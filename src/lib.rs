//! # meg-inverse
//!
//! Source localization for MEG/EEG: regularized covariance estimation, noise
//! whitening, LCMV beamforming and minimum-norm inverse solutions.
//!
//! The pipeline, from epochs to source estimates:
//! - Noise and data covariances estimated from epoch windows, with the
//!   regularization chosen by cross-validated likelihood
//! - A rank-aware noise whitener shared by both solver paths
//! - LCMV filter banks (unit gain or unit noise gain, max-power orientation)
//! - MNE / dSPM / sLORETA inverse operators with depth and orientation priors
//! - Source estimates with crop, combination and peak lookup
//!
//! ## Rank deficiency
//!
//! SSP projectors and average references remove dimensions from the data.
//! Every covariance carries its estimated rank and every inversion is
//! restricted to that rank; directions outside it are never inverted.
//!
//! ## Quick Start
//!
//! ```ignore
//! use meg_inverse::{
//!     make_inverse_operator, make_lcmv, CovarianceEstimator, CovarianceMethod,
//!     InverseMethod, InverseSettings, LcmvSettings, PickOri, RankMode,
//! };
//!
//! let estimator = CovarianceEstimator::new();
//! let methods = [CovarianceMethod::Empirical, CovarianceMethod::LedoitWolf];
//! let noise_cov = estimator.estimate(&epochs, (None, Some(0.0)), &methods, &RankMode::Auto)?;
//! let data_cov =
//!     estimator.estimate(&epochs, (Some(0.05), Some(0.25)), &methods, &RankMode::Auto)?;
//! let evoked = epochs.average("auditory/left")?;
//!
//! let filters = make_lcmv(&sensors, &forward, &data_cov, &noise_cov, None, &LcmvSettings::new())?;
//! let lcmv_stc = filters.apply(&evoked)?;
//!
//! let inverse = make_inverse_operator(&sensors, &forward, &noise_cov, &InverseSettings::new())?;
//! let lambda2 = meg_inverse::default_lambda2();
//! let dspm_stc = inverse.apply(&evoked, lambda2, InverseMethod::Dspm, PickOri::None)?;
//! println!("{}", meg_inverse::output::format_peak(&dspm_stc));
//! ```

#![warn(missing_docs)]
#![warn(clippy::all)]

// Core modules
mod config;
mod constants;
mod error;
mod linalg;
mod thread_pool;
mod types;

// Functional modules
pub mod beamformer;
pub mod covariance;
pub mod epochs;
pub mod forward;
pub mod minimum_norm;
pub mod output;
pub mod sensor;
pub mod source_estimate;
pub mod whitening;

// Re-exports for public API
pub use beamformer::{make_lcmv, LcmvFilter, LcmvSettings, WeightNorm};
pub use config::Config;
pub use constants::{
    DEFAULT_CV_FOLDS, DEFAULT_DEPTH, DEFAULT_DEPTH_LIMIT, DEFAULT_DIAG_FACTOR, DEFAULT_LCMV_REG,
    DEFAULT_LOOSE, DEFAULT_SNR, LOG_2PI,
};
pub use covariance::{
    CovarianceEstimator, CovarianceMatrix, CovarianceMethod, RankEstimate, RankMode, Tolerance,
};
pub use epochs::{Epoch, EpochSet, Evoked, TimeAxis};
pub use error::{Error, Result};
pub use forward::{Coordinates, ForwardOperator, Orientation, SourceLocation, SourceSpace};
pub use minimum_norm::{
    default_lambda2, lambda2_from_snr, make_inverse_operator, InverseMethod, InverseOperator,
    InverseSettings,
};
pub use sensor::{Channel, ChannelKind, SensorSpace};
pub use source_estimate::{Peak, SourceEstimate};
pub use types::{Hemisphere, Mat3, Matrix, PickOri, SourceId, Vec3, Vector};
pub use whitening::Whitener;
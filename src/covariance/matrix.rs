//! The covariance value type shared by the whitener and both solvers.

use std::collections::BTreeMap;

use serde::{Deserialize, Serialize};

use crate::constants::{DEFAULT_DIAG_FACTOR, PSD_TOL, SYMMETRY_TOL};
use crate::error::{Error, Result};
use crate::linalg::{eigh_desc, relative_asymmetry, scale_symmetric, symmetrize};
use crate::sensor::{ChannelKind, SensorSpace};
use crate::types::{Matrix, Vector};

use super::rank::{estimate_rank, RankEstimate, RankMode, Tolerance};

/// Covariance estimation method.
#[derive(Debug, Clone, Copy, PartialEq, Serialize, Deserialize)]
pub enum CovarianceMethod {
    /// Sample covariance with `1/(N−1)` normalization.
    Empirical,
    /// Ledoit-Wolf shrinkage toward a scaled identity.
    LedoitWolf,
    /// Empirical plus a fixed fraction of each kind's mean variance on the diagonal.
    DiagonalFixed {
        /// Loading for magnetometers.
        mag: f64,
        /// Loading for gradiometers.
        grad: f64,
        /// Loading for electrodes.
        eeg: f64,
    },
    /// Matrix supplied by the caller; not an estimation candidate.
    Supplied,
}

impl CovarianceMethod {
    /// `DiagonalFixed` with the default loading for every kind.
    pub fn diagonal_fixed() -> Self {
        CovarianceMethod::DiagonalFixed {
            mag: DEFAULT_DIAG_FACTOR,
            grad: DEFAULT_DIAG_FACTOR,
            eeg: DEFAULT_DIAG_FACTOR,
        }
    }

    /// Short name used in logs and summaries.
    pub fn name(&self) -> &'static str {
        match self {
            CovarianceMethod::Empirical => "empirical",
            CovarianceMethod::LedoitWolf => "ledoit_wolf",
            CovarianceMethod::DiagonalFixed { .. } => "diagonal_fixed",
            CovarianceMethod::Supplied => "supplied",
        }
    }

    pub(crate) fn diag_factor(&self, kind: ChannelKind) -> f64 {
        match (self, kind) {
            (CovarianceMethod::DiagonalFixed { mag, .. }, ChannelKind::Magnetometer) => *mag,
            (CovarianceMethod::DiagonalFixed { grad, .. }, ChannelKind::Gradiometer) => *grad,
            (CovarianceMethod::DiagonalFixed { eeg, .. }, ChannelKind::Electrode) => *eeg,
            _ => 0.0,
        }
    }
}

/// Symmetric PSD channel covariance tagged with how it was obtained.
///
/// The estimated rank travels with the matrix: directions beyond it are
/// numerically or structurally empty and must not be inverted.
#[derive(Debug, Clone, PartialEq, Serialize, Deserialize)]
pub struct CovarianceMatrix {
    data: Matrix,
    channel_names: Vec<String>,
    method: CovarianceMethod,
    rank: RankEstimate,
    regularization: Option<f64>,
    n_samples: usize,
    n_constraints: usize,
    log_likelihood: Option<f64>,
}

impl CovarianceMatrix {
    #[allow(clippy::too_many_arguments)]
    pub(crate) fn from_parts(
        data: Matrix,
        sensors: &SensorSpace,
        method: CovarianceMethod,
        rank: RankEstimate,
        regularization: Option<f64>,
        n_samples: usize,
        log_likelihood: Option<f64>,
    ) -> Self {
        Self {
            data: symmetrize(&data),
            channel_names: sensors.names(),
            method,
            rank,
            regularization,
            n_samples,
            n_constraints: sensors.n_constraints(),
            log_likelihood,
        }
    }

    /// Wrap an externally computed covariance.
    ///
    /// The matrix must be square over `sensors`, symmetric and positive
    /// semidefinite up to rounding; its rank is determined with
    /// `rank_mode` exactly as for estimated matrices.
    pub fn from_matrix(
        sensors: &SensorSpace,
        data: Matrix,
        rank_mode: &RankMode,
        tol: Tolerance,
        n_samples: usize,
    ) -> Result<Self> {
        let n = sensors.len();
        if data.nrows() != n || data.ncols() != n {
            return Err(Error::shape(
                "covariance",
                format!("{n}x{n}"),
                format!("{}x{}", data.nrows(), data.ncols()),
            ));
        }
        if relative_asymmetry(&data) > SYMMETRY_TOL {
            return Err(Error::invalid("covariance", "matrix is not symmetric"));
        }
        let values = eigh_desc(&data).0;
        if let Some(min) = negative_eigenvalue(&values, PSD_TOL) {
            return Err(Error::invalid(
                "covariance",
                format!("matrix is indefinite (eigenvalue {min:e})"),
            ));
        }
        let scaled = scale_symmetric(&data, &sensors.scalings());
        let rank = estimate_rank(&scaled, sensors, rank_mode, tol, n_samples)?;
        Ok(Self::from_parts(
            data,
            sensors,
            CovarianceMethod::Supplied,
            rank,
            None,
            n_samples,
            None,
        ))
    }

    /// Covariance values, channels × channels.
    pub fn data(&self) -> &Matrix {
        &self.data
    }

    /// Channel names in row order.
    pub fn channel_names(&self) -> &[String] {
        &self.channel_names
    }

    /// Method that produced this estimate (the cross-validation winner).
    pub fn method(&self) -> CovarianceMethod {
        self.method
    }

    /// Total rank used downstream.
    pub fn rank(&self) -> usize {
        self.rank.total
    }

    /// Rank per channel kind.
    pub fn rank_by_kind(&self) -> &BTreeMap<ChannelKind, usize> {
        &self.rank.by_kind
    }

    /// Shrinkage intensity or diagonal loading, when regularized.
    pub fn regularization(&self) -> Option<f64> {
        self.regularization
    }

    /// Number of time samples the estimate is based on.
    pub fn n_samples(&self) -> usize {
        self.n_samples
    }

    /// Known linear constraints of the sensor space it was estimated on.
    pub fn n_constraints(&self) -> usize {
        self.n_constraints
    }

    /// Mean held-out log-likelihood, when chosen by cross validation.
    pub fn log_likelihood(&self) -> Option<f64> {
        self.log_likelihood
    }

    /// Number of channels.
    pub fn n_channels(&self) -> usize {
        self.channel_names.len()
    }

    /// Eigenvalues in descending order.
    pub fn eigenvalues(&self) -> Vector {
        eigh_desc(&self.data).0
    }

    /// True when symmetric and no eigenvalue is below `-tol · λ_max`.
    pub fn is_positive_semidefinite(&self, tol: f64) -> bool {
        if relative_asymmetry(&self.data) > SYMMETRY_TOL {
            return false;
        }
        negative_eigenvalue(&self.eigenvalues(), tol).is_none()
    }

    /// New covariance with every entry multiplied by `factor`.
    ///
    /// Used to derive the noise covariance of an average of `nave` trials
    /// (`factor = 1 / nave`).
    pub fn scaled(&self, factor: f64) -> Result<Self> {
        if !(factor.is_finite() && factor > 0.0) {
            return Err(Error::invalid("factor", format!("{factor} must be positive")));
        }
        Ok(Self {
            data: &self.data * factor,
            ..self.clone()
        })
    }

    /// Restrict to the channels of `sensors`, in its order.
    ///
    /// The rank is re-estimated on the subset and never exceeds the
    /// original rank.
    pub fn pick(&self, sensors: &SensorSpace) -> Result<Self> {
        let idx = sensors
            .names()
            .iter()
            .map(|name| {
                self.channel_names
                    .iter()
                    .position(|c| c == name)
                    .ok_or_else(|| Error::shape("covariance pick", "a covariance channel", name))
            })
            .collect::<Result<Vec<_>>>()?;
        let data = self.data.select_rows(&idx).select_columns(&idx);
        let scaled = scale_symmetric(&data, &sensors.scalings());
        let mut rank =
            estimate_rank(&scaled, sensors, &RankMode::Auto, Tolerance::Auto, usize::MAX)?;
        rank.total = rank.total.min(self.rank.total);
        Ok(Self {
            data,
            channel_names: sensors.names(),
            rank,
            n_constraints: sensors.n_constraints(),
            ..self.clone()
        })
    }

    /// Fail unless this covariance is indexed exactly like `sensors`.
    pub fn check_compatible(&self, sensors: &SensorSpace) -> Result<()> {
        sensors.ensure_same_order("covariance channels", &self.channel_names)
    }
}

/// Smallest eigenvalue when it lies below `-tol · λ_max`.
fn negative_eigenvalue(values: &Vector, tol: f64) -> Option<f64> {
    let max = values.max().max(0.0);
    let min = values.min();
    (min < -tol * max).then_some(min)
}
+-------+
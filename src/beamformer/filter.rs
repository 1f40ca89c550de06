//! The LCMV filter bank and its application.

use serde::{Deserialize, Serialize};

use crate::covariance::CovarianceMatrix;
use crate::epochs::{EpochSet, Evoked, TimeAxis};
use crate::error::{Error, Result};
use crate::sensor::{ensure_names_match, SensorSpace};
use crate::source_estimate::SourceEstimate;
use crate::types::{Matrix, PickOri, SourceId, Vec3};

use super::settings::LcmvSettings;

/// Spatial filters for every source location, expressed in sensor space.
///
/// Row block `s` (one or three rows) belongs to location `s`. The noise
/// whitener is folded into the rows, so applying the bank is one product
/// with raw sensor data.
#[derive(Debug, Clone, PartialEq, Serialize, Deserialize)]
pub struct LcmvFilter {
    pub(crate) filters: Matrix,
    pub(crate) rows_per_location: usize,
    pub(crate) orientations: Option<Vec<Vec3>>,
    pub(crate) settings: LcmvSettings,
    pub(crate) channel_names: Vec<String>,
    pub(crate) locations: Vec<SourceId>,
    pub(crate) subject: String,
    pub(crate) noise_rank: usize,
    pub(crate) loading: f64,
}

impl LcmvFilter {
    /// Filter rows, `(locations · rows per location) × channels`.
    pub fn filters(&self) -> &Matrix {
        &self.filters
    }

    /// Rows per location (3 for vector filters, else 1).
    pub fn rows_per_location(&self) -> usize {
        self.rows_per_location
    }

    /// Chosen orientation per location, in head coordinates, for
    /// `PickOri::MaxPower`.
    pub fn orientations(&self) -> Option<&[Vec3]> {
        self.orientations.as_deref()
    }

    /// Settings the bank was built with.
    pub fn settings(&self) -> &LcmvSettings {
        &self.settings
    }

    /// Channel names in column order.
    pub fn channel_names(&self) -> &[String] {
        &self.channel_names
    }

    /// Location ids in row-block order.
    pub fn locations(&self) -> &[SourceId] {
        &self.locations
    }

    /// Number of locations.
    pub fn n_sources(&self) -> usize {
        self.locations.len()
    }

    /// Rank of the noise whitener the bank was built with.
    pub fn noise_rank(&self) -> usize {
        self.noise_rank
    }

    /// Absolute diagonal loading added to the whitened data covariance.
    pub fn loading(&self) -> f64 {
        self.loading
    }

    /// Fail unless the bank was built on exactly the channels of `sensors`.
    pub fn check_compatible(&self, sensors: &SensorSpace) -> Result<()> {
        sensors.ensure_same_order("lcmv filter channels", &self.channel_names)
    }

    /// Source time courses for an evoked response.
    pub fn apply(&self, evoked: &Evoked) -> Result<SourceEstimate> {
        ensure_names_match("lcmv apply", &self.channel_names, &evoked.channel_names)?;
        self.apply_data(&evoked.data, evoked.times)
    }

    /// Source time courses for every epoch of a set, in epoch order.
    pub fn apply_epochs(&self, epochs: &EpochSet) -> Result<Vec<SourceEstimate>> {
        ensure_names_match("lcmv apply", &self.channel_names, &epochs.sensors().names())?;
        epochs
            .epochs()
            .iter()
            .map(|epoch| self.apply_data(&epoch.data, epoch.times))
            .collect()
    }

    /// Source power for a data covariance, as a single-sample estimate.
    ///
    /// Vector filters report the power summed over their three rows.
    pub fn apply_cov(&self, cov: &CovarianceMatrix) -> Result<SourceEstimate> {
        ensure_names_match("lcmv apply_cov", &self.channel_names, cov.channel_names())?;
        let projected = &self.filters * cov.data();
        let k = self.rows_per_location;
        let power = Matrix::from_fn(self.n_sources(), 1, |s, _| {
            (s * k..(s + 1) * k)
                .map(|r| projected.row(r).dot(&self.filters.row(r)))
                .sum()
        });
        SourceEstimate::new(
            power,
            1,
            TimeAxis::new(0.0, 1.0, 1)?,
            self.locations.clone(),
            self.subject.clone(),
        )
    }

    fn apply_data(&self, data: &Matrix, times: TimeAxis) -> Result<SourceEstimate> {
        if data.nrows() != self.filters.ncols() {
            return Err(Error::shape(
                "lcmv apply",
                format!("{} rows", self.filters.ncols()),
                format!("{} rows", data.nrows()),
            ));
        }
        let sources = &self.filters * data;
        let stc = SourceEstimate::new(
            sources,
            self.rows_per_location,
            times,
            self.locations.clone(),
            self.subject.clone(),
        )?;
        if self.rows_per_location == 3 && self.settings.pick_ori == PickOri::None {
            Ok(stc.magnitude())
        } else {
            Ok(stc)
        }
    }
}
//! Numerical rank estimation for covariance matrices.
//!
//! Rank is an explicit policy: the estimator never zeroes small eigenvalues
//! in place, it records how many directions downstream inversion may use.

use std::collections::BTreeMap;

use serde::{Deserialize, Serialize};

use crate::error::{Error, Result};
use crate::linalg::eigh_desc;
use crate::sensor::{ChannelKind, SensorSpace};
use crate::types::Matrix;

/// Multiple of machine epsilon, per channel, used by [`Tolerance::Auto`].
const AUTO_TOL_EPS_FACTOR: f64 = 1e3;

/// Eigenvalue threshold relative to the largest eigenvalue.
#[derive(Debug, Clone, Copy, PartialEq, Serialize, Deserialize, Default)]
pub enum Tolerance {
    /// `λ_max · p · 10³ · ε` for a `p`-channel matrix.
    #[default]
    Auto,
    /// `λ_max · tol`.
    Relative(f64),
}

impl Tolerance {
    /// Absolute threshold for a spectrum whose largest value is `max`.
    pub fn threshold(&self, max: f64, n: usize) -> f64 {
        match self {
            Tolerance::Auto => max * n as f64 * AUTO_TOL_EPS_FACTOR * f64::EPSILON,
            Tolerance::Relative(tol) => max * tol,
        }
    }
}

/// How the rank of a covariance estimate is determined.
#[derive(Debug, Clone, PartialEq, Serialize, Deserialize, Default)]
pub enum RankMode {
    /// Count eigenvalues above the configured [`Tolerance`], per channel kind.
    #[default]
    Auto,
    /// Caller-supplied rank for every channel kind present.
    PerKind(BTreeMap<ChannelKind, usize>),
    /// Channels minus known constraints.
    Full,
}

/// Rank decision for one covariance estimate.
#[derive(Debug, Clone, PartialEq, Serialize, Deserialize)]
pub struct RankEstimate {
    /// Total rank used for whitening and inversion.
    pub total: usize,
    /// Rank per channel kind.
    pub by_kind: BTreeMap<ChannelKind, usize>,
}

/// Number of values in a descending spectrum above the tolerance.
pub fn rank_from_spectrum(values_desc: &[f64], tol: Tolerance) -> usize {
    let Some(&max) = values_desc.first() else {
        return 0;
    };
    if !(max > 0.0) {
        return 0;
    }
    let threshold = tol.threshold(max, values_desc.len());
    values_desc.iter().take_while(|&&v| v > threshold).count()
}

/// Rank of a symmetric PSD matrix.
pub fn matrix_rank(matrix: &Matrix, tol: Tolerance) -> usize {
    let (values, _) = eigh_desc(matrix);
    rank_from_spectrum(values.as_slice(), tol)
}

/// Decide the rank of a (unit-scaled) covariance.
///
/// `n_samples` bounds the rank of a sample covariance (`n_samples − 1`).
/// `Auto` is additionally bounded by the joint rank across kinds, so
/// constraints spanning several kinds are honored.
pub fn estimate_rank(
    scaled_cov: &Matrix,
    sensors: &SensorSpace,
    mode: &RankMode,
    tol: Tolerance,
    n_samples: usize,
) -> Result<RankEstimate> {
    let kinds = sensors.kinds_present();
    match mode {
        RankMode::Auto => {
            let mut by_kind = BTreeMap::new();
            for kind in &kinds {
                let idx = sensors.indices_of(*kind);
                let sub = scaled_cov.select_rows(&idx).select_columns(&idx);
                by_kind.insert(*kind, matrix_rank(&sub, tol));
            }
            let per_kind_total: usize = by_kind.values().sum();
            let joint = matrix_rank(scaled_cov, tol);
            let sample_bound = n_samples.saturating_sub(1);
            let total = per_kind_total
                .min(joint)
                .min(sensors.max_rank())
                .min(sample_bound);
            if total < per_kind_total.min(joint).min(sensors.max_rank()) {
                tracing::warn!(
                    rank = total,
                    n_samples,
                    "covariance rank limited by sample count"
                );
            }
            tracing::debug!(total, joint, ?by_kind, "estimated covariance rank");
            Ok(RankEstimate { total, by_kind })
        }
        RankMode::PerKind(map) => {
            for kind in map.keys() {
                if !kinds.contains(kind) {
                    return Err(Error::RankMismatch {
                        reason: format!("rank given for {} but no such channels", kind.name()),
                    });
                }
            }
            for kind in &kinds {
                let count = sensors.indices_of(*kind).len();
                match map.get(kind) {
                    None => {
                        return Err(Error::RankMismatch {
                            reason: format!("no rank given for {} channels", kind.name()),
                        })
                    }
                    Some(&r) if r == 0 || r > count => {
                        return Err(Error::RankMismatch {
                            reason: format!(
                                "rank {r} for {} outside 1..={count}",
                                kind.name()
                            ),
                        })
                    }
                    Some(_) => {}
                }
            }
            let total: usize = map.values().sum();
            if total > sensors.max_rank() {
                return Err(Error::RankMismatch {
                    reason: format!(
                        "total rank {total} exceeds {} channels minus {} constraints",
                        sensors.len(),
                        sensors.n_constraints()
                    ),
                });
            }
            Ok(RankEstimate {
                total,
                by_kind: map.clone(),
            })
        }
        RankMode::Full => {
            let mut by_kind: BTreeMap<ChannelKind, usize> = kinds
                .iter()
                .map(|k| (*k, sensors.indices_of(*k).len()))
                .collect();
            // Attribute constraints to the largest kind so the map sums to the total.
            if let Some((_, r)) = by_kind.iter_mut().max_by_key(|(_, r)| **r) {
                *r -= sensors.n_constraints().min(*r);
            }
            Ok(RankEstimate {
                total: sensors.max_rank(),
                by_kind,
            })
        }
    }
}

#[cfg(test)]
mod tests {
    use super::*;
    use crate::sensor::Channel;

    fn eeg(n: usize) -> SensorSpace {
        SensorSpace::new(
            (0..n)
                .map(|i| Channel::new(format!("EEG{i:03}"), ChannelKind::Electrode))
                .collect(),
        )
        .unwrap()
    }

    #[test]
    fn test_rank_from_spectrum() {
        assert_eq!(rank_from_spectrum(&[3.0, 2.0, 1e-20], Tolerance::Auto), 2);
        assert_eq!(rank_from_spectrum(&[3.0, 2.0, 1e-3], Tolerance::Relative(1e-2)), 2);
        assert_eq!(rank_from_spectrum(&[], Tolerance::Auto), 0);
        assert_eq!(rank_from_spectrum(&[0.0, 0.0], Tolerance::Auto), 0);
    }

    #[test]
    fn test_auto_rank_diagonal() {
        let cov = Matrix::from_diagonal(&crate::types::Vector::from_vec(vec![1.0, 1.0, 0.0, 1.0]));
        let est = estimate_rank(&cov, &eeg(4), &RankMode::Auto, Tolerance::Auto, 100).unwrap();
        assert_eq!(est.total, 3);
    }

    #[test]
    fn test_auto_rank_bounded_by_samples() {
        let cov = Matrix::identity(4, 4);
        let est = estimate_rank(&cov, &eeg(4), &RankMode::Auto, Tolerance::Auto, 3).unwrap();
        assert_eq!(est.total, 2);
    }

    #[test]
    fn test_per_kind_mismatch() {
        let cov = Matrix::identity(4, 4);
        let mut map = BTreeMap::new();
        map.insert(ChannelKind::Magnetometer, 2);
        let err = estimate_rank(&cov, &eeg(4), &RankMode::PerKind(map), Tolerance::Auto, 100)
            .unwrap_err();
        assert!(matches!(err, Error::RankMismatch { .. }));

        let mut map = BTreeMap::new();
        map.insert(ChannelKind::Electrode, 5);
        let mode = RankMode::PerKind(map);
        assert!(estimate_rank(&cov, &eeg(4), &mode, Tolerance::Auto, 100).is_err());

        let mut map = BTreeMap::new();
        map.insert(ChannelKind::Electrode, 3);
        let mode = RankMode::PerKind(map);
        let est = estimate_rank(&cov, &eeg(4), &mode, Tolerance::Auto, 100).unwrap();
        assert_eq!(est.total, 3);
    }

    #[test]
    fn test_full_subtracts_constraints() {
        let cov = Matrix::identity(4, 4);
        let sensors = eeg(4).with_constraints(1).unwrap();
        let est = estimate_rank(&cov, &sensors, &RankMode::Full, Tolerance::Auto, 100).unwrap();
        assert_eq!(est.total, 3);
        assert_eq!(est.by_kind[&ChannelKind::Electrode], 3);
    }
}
+-------+
■ Task directions ■
Scan the listing above and identify each line holding the string "impl"; copy every such line.

■ The answer ■
impl CovarianceMethod {
impl CovarianceMatrix {
impl LcmvFilter {
impl Tolerance {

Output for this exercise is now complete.